Note:
This topic has been translated from a Chinese forum by GPT and might contain errors.
Original topic: TiCDC canal-json 协议下 WATERMARK Event 消息是什么?
What is a WATERMARK Event? Can someone show what a WATERMARK Event looks like? Also, what is the business significance of this WATERMARK Event?
The Canal-JSON protocol was originally designed for MySQL and does not include important fields such as TiDB’s unique CommitTS transaction identifier. To address this issue, TiCDC attaches TiDB extension fields in the Canal-JSON protocol format. When enable-tidb-extension
is set to true
in the sink-uri
, TiCDC’s behavior when generating Canal-JSON messages is as follows:
- DML Event and DDL Event messages sent by TiCDC will contain a field named
_tidb
.
- TiCDC will send WATERMARK Event messages.
I consumed it, but I don’t know what business value this has.
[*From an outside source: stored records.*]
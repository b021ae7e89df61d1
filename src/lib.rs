// SPDX-License-Identifier: MIT
// Copyright 2026 Roland Dreier <roland@kernel.org>

//! Activity Finder: browse and filter listed activities.
//!
//! This crate provides the in-memory discovery engine (distance, date and
//! category predicates recomputed over a fetched baseline) and the HTTP API
//! that serves it.

pub mod config;
pub mod error;
pub mod middleware;
pub mod models;
pub mod routes;
pub mod services;
pub mod time_utils;

use config::Config;
use models::Taxonomy;
use services::{CatalogService, FavoritesService};
use std::sync::Arc;

/// Shared application state.
pub struct AppState {
    pub config: Config,
    pub taxonomy: Arc<Taxonomy>,
    pub catalog: CatalogService,
    pub favorites: FavoritesService,
}
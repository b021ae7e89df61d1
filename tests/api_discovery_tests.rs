// SPDX-License-Identifier: MIT
// Copyright 2026 Roland Dreier <roland@rolandd.dev>

//! Public discovery endpoint tests.
//!
//! These tests verify that:
//! 1. Query parameters map onto the where/when/what filters
//! 2. Invalid parameters are rejected with 400
//! 3. Stale exclusions are dropped instead of reported

use axum::{
    body::Body,
    http::{Request, StatusCode},
};
use tower::ServiceExt;

mod common;

async fn get(app: axum::Router, uri: &str) -> axum::response::Response {
    app.oneshot(Request::builder().uri(uri).body(Body::empty()).unwrap())
        .await
        .unwrap()
}

fn result_ids(body: &serde_json::Value) -> Vec<String> {
    body["activities"]
        .as_array()
        .unwrap()
        .iter()
        .map(|a| a["id"].as_str().unwrap().to_string())
        .collect()
}

#[tokio::test]
async fn test_unfiltered_returns_whole_baseline() {
    let (app, _) = common::create_test_app(common::sample_catalog());

    let response = get(app, "/api/activities").await;
    assert_eq!(response.status(), StatusCode::OK);

    let body = common::json_body(response).await;
    assert_eq!(result_ids(&body), vec!["rugby", "tennis", "jazz", "musee"]);
    assert_eq!(body["total"], 4);
    assert_eq!(body["baseline_total"], 4);
}

#[tokio::test]
async fn test_radius_and_date_filters() {
    let (app, _) = common::create_test_app(common::sample_catalog());

    let response = get(
        app,
        "/api/activities?lat=43.6&lon=1.44&distance=20&when=12%2F06%2F2025",
    )
    .await;
    assert_eq!(response.status(), StatusCode::OK);

    let body = common::json_body(response).await;
    assert_eq!(result_ids(&body), vec!["tennis", "jazz"]);
    assert_eq!(body["baseline_total"], 4);

    let tennis = &body["activities"][0];
    assert_eq!(tennis["starts"], "2025-06-10");
    assert_eq!(tennis["ends"], "2025-06-15");
    assert_eq!(tennis["distance_km"], 0.0);
}

#[tokio::test]
async fn test_category_with_exclusion() {
    let (app, _) = common::create_test_app(common::sample_catalog());

    let response = get(
        app,
        "/api/activities?keyword=sport&category=Sport&excluded=Sports%20individuels",
    )
    .await;
    assert_eq!(response.status(), StatusCode::OK);

    // "tennis" is excluded by subcategory; "rugby" matches "sport" in its description
    let body = common::json_body(response).await;
    assert_eq!(result_ids(&body), vec!["rugby"]);
}

#[tokio::test]
async fn test_invalid_coordinates_rejected() {
    let (app, _) = common::create_test_app(common::sample_catalog());

    let response = get(app, "/api/activities?lat=95&lon=1.44&distance=10").await;
    assert_eq!(response.status(), StatusCode::BAD_REQUEST);
}

#[tokio::test]
async fn test_distance_without_coordinates_rejected() {
    let (app, _) = common::create_test_app(common::sample_catalog());

    let response = get(app, "/api/activities?distance=10").await;
    assert_eq!(response.status(), StatusCode::BAD_REQUEST);

    let body = common::json_body(response).await;
    assert_eq!(body["error"], "bad_request");
}

#[tokio::test]
async fn test_keyword_too_long_rejected() {
    let (app, _) = common::create_test_app(common::sample_catalog());

    let keyword = "a".repeat(101);
    let response = get(app, &format!("/api/activities?keyword={}", keyword)).await;
    assert_eq!(response.status(), StatusCode::BAD_REQUEST);
}

#[tokio::test]
async fn test_subcategories_match_and_selection() {
    let (app, _) = common::create_test_app(vec![]);

    let response = get(
        app,
        "/api/subcategories?keyword=Sports&excluded=Sports%20de%20glisse,Concert",
    )
    .await;
    assert_eq!(response.status(), StatusCode::OK);

    let body = common::json_body(response).await;
    assert_eq!(body["keyword"], "sports");
    assert_eq!(body["matched"].as_array().unwrap().len(), 4);
    assert_eq!(body["excluded"], serde_json::json!(["Sports de glisse"]));
    assert_eq!(body["selection"]["category"], "Sport");
    assert_eq!(body["selection"]["subcategory"], "Sports nautiques");
}

#[tokio::test]
async fn test_taxonomy_listing() {
    let (app, _) = common::create_test_app(vec![]);

    let response = get(app, "/api/taxonomy").await;
    assert_eq!(response.status(), StatusCode::OK);

    let body = common::json_body(response).await;
    let categories = body.as_array().unwrap();
    assert_eq!(categories.len(), 6);
    assert_eq!(categories[0]["name"], "Sport");
    assert_eq!(categories[0]["subcategories"][0], "Sports collectifs");
}

#[tokio::test]
async fn test_health() {
    let (app, _) = common::create_test_app(vec![]);

    let response = get(app, "/health").await;
    assert_eq!(response.status(), StatusCode::OK);
}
Waiting for an expert to appear.
{
"id": 0,
"database": "",
"table": "",
"pkNames": null,
"isDdl": false,
"type": "TIDB_WATERMARK",
"es": 1659085352032,
"ts": 1659085354502,
"sql": "",
"sqlType": null,
"mysqlType": null,
"data": null,
"old": null,
"_tidb": {
"watermarkTs": 434919270523076621
}
}
Hello, the Watermark TS field provided by the Watermark Event is mainly used in stream processing to enhance the real-time synchronization of data. There is a blog about Flink supporting Watermark Event that you can study: Flink最佳实践 - Watermark原理及实践问题解析_event time skew-CSDN博客
Additionally, regarding implementation, ticdc also has a document that can help you understand: tiflow/docs/distributed-scheduling.md at 7e5026f844fbcaacd56df764591cb489ce53ecfb · pingcap/tiflow · GitHub
Watermark is used to handle anomalies such as message duplication and out-of-order messages. See the answer at TiCDC事件的表级排序的问题 - #5,来自 neilshen - TiDB 的问答社区.
This topic was automatically closed 60 days after the last reply. New replies are no longer allowed.